On a Submarine no less???

     Regardless of where they hit each tracer is coming directly at you, no 
one else!!  What a feeling!! It defies description,

     About 2330-2400  we were permitted one at a time to go below and get 
jackets as we had not had any contact with the escort for a short while. I 
couldn't find mine and just picked one up. Going up the conning tower hatch 
the captain ordered "Left Full Rudder". Larson on the wheel didn't hear the 
word as it was hard to hear with all the wind coming down the hatch going to 
the main engines. I relayed it. THANK GOD I DID. Our main engine air 
induction was smashed flat. We had to use the conning tower hatch to supply 
air to our engines.

     I was just about getting straightened up from under the overhang when 
the Captain hollered "O P E N   F I R E'!!!   I had the 30 Cal. on the fwd. 
left wing of the bridge. As I got to my gun I saw "A BATTLESHIP" ???!!! 
TRYING TO RAM US, crossing from port to stbd. We were turning towards him.  
As he was crossing the bow I emptied my magazine into his bridge. I don't 
know if I hit anyone, but I’ll bet I made them duck!!!  As he went down the 
stbd. side everything we had opened up. The 4" was on full automatic. At 
least it resembled one. Scoring 4-5 hits. so close couldn't miss. I shifted 
my gun from the fwd, port side to the stbd side. I got a new magazine and got 
off a few rounds, but by then he was almost out of range for my 30 cal.

      That vessel that tried to RAM us passed within 150-200 feet. My 
estimate... It was called an escort-- That one was a Battleship!! No one can 
tell me different. When last seen it was smoking and listing. We entered a 
rain squall and GOT AWAY. No other contacts. After several hours we stood 
easy at battle stations and reverted to an on and off watch. Some went to 
sleep at their gun stations.

     Those extra lookouts not required went below to repair machinery. Some 
of it never could be repaired.  After stars I had planned to sleep in the 
conning tower but there was no room. Others had the same idea. I did go to 
sleep on the trim manifold in the control room. The valve stems hurt and woke 
me up, didn't notice them when I went to sleep. I did get about 1-1/2 hours 
and went back to work in the navigation department. I was not a watch 
stander. My work was as required, with no schedule hours.
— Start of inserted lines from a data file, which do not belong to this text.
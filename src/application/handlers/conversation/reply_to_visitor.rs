//! ReplyToVisitorHandler - Owner reply sent over WhatsApp and appended to the thread.

use std::sync::Arc;

use super::ConversationError;
use crate::domain::conversation::{whatsapp_address, Conversation, ConversationRef, Message};
use crate::domain::foundation::ValidationError;
use crate::ports::{ChatSender, ConversationStore};

/// Command to reply to a stored conversation.
#[derive(Debug, Clone)]
pub struct ReplyToVisitorCommand {
    /// Surrogate id or conversation key.
    pub conversation_id: String,
    pub reply_message: String,
}

/// Result of a successful reply.
#[derive(Debug, Clone)]
pub struct ReplyToVisitorResult {
    pub sid: String,
    pub conversation: Conversation,
}

/// Handler for operator replies.
#[derive(Clone)]
pub struct ReplyToVisitorHandler {
    store: Option<Arc<dyn ConversationStore>>,
    sender: Option<Arc<dyn ChatSender>>,
}

impl ReplyToVisitorHandler {
    pub fn new(
        store: Option<Arc<dyn ConversationStore>>,
        sender: Option<Arc<dyn ChatSender>>,
    ) -> Self {
        Self { store, sender }
    }

    pub async fn handle(
        &self,
        cmd: ReplyToVisitorCommand,
    ) -> Result<ReplyToVisitorResult, ConversationError> {
        // 1. Validate
        let reference: ConversationRef = cmd.conversation_id.parse()?;
        let text = cmd.reply_message.trim();
        if text.is_empty() {
            return Err(ValidationError::empty_field("replyMessage").into());
        }

        // 2. Collaborators
        let store = self
            .store
            .as_ref()
            .ok_or(ConversationError::ServiceUnavailable("conversation store"))?;
        let sender = self
            .sender
            .as_ref()
            .ok_or(ConversationError::ServiceUnavailable("WhatsApp channel"))?;

        // 3. Load, and require a phone to reply to
        let conversation = store
            .find(&reference)
            .await?
            .ok_or_else(|| ConversationError::not_found("Conversation not found"))?;
        let phone = conversation.visitor_phone().ok_or_else(|| {
            ConversationError::not_found("Conversation has no phone number to reply to")
        })?;

        // 4. Send
        let sid = sender.send_chat(&whatsapp_address(phone), text).await?;

        // 5. Append
        let conversation = store
            .append_message(&conversation.id(), &Message::owner(text, Some(sid.clone())))
            .await?;

        tracing::info!(conversation_id = %conversation.id(), sid = %sid, "Owner reply sent");

        Ok(ReplyToVisitorResult { sid, conversation })
    }
}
     The pitometer was not working so we estimated the speed by throwing an 
object over at the bow to time how long it took to reach the conning tower. 
Time X feet = speed about 15 -16 knots is the best we could come up with. 
Before sunset we made a rendezvous with the Trigger, and  Sterlet . We put 
over a rubber boat and were getting ammunition from them. WE only had about 
20 rounds of 4" left, and very little 20 mm. and 50 cal. This had been going 
on for about an hour when THREE (3) or more torpedoes were fired at the group 
We all took off. After about an hour we stopped and recovered our boat and 
personnel. The next day we received air coverage. We heard through the radio 
operator that they had shot down a "Betty" bomber coming up on us about 50 
miles astern.

     The rest of our trip was uneventful until we reached Saipan and moored 
alongside the tender Fulton. We transferred our seriously wounded crew 
member, and we received and made some emergency repairs. That night there was 
an air raid!!!  I remember the MAA, on the tender shouting for us to lay down 
on deck, or go below decks so we wouldn't be hit by fragments if a bomb 

     After what we had been through!!??  Our reply was “UP YOURS "! This 
joker was going to put someone on report but he just didn't know who to get, 
as there were just too many on deck. I doubt if it would have stuck , we had  
been through too much.

     Then we departed enroute to Pearl (under escort). We had a brief stop in 
Eniwetok. One of our new crew members, (first patrol) went to the tender 
about 2:00 AM and woke up the Chaplain. He wasn't going to ride the Salmon 
back as she was sinking. She wasn't and we did not sink. He didn't have to 
and did not ride her back.

     During our short stay I did SAVE Lt. Ray Gloyer's LIFE. No thanks tho. 
Some of the crew were swimming over the side. Ray couldn't swim, and was 
pushed over the side. He grabbed me!! Somehow we got back to the side, about 
10 feet. He almost drowned me. I was a fair swimmer,  not the best; REWARD!!! 
 Not even a bottle of beer. Oh Well," It all counts on 20."
     Upon arrival at Pearl, we created quite a stir with Comsubpac, and the 
repair officials and personnel. They had never seen a submarine with such 
extensive damage still, under her own power and afloat, While we were in 
Pearl a big wheel, a Captain came down and made a speech to the entire crew.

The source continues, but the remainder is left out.